This is a typical cast iron portable hibachi.  They are still made, but many are not of the same quality as they used to be.  I wish I had my hibachi that I received back in the ’70’s as a wedding gift, as they were very popular at that time.  Since I got married in California and moved to Chicago, the hibachi was way too heavy to bring along.  It must have weighed at least 30 pounds and shipping  would have been too expensive. I think I left it for my mom or one of my brothers, but it would be great to have now for my husband to use for camping.  The hibachi gets very hot and  makes the most beautiful sear on meats.  You can buy little light weight grills now, which are cheaper and easier to transport, but there was nothing like the foods that came off the little hibachi.  There is just something about good quality cast iron.  Many cooks will tell you that the best fried chicken is cooked in cast iron skillets.  Same with the little hibachi for barbecuing.  Due to it’s small size, it’s not meant to cook for huge crowds.  At a small gathering of friends or family, the hibachi can be used for the appetizers and main dish, then put a pot of coffee on or roast some chestnuts for later. 

This old book from 1965 is a real gem.  There are incredible recipes for kebabs of every kind from appetizers to dessert; there are steaks, chicken, lamb, and seafood dishes with marinades and serving sauces to make your mouth water just reading the lists of ingredients.  My husband was at the grocery store yesterday and saw some mackerel that looked good, so tonight we are using a recipe from the book for a Spanish-inspired recipe.  The fish is sprinkled with salt, then a sauce of butter, lemon juice, brown mustard, horseradish, and a little brown sugar is brushed over the fish and grilled.  Additional butter is melted then combined with green olives and spooned over the hot fish.  I can’t wait to taste it.  However, since our hibachi wedding gift is long gone, we will have to use our kettle charcoal grill.  If you are lucky enough to have an old cast iron hibachi, enjoy it over this 4th of July weekend.  Take it on a picnic, to the beach or a campground, or just in your own backyard.  I will have to ask my mom what happened to our old wedding gift.  If I am lucky, it is stuck in a box in the garage somewhere.  And this time, I would ship it home.
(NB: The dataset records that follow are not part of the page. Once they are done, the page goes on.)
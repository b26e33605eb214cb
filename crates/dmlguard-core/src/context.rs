//! Operation contexts.
//!
//! A task run is driven under two contexts: one for orchestration calls
//! (store reads and writes, status publication) and one for driver calls
//! (connection acquisition, statement execution). Each carries an optional
//! deadline and an optional cancellation signal.

use std::future::Future;
use std::time::Duration;

use tokio::sync::watch;
use tokio::time::Instant;

use crate::error::{Error, Result};

/// Deadline and cancellation scope for a class of operations.
#[derive(Debug, Clone, Default)]
pub struct OpContext {
    deadline: Option<Instant>,
    cancel: Option<watch::Receiver<bool>>,
}

/// Cancels every context cloned from the one it was created with.
#[derive(Debug)]
pub struct CancelHandle {
    sender: watch::Sender<bool>,
}

impl CancelHandle {
    /// Signal cancellation.
    pub fn cancel(&self) {
        self.sender.send_replace(true);
    }
}

impl OpContext {
    /// Context with no deadline that is never cancelled.
    pub fn background() -> Self {
        Self::default()
    }

    /// Bound the context by a timeout from now. Keeps an earlier deadline.
    ///
    /// A timeout too large to represent leaves the context unbounded.
    pub fn with_timeout(self, timeout: Duration) -> Self {
        match Instant::now().checked_add(timeout) {
            Some(deadline) => self.with_deadline(deadline),
            None => self,
        }
    }

    /// Bound the context by a deadline. Keeps an earlier deadline.
    pub fn with_deadline(mut self, deadline: Instant) -> Self {
        self.deadline = Some(match self.deadline {
            Some(existing) => existing.min(deadline),
            None => deadline,
        });
        self
    }

    /// Attach a cancellation signal, replacing any existing one.
    pub fn with_cancel(mut self) -> (Self, CancelHandle) {
        let (sender, receiver) = watch::channel(false);
        self.cancel = Some(receiver);
        (self, CancelHandle { sender })
    }

    /// The deadline, if any.
    pub fn deadline(&self) -> Option<Instant> {
        self.deadline
    }

    /// Whether cancellation was signalled.
    pub fn is_cancelled(&self) -> bool {
        self.cancel
            .as_ref()
            .map(|receiver| *receiver.borrow())
            .unwrap_or(false)
    }

    /// Fail fast if the context is already done.
    pub fn check(&self) -> Result<()> {
        if self.is_cancelled() {
            return Err(Error::Cancelled);
        }
        match self.deadline {
            Some(deadline) if Instant::now() >= deadline => Err(Error::DeadlineExceeded),
            _ => Ok(()),
        }
    }

    /// Run an operation under this context.
    ///
    /// The operation is dropped if the deadline passes or cancellation is
    /// signalled first.
    pub async fn run<T, F>(&self, operation: F) -> Result<T>
    where
        F: Future<Output = Result<T>>,
    {
        self.check()?;

        let cancelled = async {
            match self.cancel.clone() {
                Some(mut receiver) => loop {
                    if *receiver.borrow_and_update() {
                        return;
                    }
                    if receiver.changed().await.is_err() {
                        // Handle dropped without cancelling.
                        std::future::pending::<()>().await;
                    }
                },
                None => std::future::pending::<()>().await,
            }
        };
        let expired = async {
            match self.deadline {
                Some(deadline) => tokio::time::sleep_until(deadline).await,
                None => std::future::pending::<()>().await,
            }
        };

        tokio::select! {
            biased;
            _ = cancelled => Err(Error::Cancelled),
            _ = expired => Err(Error::DeadlineExceeded),
            outcome = operation => outcome,
        }
    }
}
4 Responses to The Still Honorable Hibachi

  1. March 5, 2013 at 5:38 am #

    I found one in a forgotten box closet. NEW

  2. January 7, 2015 at 6:17 pm #

    I’ve got this cookbook on it’s way. Planning on getting the wonderful Lodge L410 Hibachi (made in the US of A). Rave reviews. See:

  3. October 5, 2017 at 2:33 pm #

    Had a copy of this book in my collection when I was married. My ex got to keep it after our divorce. I frequently ask her to look up recipes in this book. One of my favorites is a flank steak recipe with green onions, soy sauce, honey, and sesame oil marinated over night. Thinly slice with a side of rice. Yum…

    • October 5, 2017 at 4:31 pm #

      It’s a great little book. Maybe you can find a copy on Amazon or eBay? I need to do that myself because I lost my copy in a recent flood.